Average realized prices per boe for the fourth quarter of 2020 decreased by 21% or $9.14/boe compared to the same period in 2019, correlating to decreases in the underlying crude oil and natural gas liquids realized prices.
On a year-over-year basis, revenue decreased by 47% or $46.2 million. The 52% decrease in light & medium crude oil revenue reflected a 38% decline in realized light & medium crude oil prices and a 22% decrease in light & medium crude oil production volumes. The 44% decrease in heavy crude oil revenue reflected a 34% decline in realized heavy crude oil prices and a 16% decrease in heavy crude oil production volumes. For the year ended December 31, 2020, the average WTI price decreased by 31% or $23.21/bbl, compared to 2019. For the year ended December 31, 2020, the WCS to WTI differential decreased to $16.89/bbl (2019 - $17.30/bbl) and the Edmonton Light Sweet to WTI differential increased to $7.87/bbl (2019 - $6.97/bbl).
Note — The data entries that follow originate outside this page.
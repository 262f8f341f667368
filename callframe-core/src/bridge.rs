//! Backend-to-engine thread bridge
//!
//! The engine core is single-threaded: all collection mutation happens
//! synchronously inside the notification that triggered it. Backends,
//! however, hear about the world on their own threads (SIP stacks,
//! LDAP lookups). The bridge is how they re-enter the engine's
//! control-flow context: a [`Dispatcher`] accepts closures from any
//! thread and the engine loop drains them through its [`EnginePump`].
//!
//! # Example
//!
//! ```ignore
//! let (dispatcher, mut pump) = bridge::channel();
//!
//! // On a backend thread:
//! dispatcher.dispatch(move || bank.add_account(account))?;
//!
//! // In the engine loop:
//! pump.drain();
//! ```

use tokio::sync::mpsc;
use tracing::{debug, trace};

type EngineTask = Box<dyn FnOnce() + Send + 'static>;

/// Create a connected dispatcher/pump pair.
pub fn channel() -> (Dispatcher, EnginePump) {
    let (tx, rx) = mpsc::unbounded_channel();
    (Dispatcher { tx }, EnginePump { rx })
}

/// Cheap, clonable, `Send` handle backends use to run closures on the
/// engine thread.
#[derive(Clone)]
pub struct Dispatcher {
    tx: mpsc::UnboundedSender<EngineTask>,
}

impl Dispatcher {
    /// Queue `task` for execution on the engine thread. Fails only if
    /// the engine loop is gone.
    pub fn dispatch(&self, task: impl FnOnce() + Send + 'static) -> Result<(), DispatchError> {
        trace!("queueing engine task");
        self.tx.send(Box::new(task)).map_err(|_| DispatchError)
    }
}

impl std::fmt::Debug for Dispatcher {
    fn fmt(&self, f: &mut std::fmt::Formatter<'_>) -> std::fmt::Result {
        f.debug_struct("Dispatcher")
            .field("closed", &self.tx.is_closed())
            .finish()
    }
}

/// The engine side of the bridge. Owned by the single engine loop.
pub struct EnginePump {
    rx: mpsc::UnboundedReceiver<EngineTask>,
}

impl EnginePump {
    /// Run every task queued so far, synchronously, in dispatch order.
    /// Returns the number of tasks executed.
    pub fn drain(&mut self) -> usize {
        let mut executed = 0;
        while let Ok(task) = self.rx.try_recv() {
            task();
            executed += 1;
        }
        if executed > 0 {
            debug!(tasks = executed, "drained engine tasks");
        }
        executed
    }

    /// Run tasks as they arrive until every dispatcher is dropped.
    pub async fn run(&mut self) {
        while let Some(task) = self.rx.recv().await {
            task();
        }
        debug!("all dispatchers dropped, engine pump stopping");
    }
}

impl std::fmt::Debug for EnginePump {
    fn fmt(&self, f: &mut std::fmt::Formatter<'_>) -> std::fmt::Result {
        f.debug_struct("EnginePump").finish()
    }
}

/// The engine loop has shut down; the task was not queued.
#[derive(Debug, Clone, Copy, PartialEq, Eq)]
pub struct DispatchError;

impl std::fmt::Display for DispatchError {
    fn fmt(&self, f: &mut std::fmt::Formatter<'_>) -> std::fmt::Result {
        write!(f, "engine loop is gone, task dropped")
    }
}

impl std::error::Error for DispatchError {}
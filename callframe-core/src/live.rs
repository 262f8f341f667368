//! Lifecycle surface of domain objects
//!
//! Everything a collection can hold (accounts, contacts, books, heaps,
//! and the collections themselves when nested) exposes the same three
//! notification points: `removed`, `updated` and `questions`. The
//! [`LiveObject`] trait is that surface; [`LiveCell`] is the embeddable
//! implementation concrete object types compose.

use std::cell::RefCell;
use std::rc::Rc;

use crate::signal::Signal;

/// An interactive prompt raised by a backend (credential request,
/// confirmation) and forwarded unmodified up the collection hierarchy
/// to whatever presenter consumes it.
///
/// The responder is one-shot: the first `answer` or `cancel` consumes
/// it; later calls report `false` and do nothing.
pub struct Question {
    title: String,
    prompt: String,
    responder: RefCell<Option<Box<dyn FnOnce(Option<String>)>>>,
}

impl Question {
    /// Create a question. `on_reply` receives `Some(text)` on answer,
    /// `None` on cancel.
    pub fn new(
        title: impl Into<String>,
        prompt: impl Into<String>,
        on_reply: impl FnOnce(Option<String>) + 'static,
    ) -> Rc<Self> {
        Rc::new(Self {
            title: title.into(),
            prompt: prompt.into(),
            responder: RefCell::new(Some(Box::new(on_reply))),
        })
    }

    pub fn title(&self) -> &str {
        &self.title
    }

    pub fn prompt(&self) -> &str {
        &self.prompt
    }

    /// Resolve the question with the user's reply.
    pub fn answer(&self, reply: impl Into<String>) -> bool {
        self.settle(Some(reply.into()))
    }

    /// Dismiss the question without a reply.
    pub fn cancel(&self) -> bool {
        self.settle(None)
    }

    /// Whether the question has been answered or cancelled.
    pub fn is_settled(&self) -> bool {
        self.responder.borrow().is_none()
    }

    fn settle(&self, reply: Option<String>) -> bool {
        let responder = self.responder.borrow_mut().take();
        match responder {
            Some(responder) => {
                responder(reply);
                true
            }
            None => false,
        }
    }
}

impl std::fmt::Debug for Question {
    fn fmt(&self, f: &mut std::fmt::Formatter<'_>) -> std::fmt::Result {
        f.debug_struct("Question")
            .field("title", &self.title)
            .field("settled", &self.is_settled())
            .finish()
    }
}

/// Lifecycle notifications every registrable domain object exposes.
///
/// Objects are shared (`Rc`) between the backend that created them and
/// the collection that holds them; identity is pointer identity, not
/// value equality.
pub trait LiveObject: 'static {
    /// Stable human-readable identifier, used for logging.
    fn name(&self) -> &str;

    /// Emitted by the object itself when it ceases to exist; the owning
    /// collection reacts by deregistering it.
    fn removed(&self) -> &Signal<()>;

    /// Emitted when any attribute of the object changed.
    fn updated(&self) -> &Signal<()>;

    /// Interactive prompts raised on behalf of this object.
    fn questions(&self) -> &Signal<Rc<Question>>;
}

/// Embeddable [`LiveObject`] state: the three signals plus the name.
///
/// Concrete object types hold a `LiveCell` and delegate the trait to
/// it; the emit helpers are what backends call to announce lifecycle
/// transitions.
#[derive(Debug)]
pub struct LiveCell {
    name: String,
    removed: Signal<()>,
    updated: Signal<()>,
    questions: Signal<Rc<Question>>,
}

impl LiveCell {
    pub fn new(name: impl Into<String>) -> Self {
        Self {
            name: name.into(),
            removed: Signal::new(),
            updated: Signal::new(),
            questions: Signal::new(),
        }
    }

    pub fn name(&self) -> &str {
        &self.name
    }

    pub fn removed(&self) -> &Signal<()> {
        &self.removed
    }

    pub fn updated(&self) -> &Signal<()> {
        &self.updated
    }

    pub fn questions(&self) -> &Signal<Rc<Question>> {
        &self.questions
    }

    /// Announce that the object ceased to exist.
    pub fn emit_removed(&self) {
        self.removed.emit(&());
    }

    /// Announce that the object changed.
    pub fn emit_updated(&self) {
        self.updated.emit(&());
    }

    /// Raise an interactive prompt on behalf of the object.
    pub fn ask(&self, question: Rc<Question>) {
        self.questions.emit(&question);
    }
}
The 5% increase in conventional natural gas revenue reflected a 31% increase in realized conventional natural gas prices, partially offset by a 20% production decrease.
Average realized prices per boe for the year ended December 31, 2020 decreased by 33% or $14.62/boe, compared to the same period in 2019, resulting from lower crude oil and natural gas liquids realized prices, partially offset by a increases in realized conventional natural gas prices.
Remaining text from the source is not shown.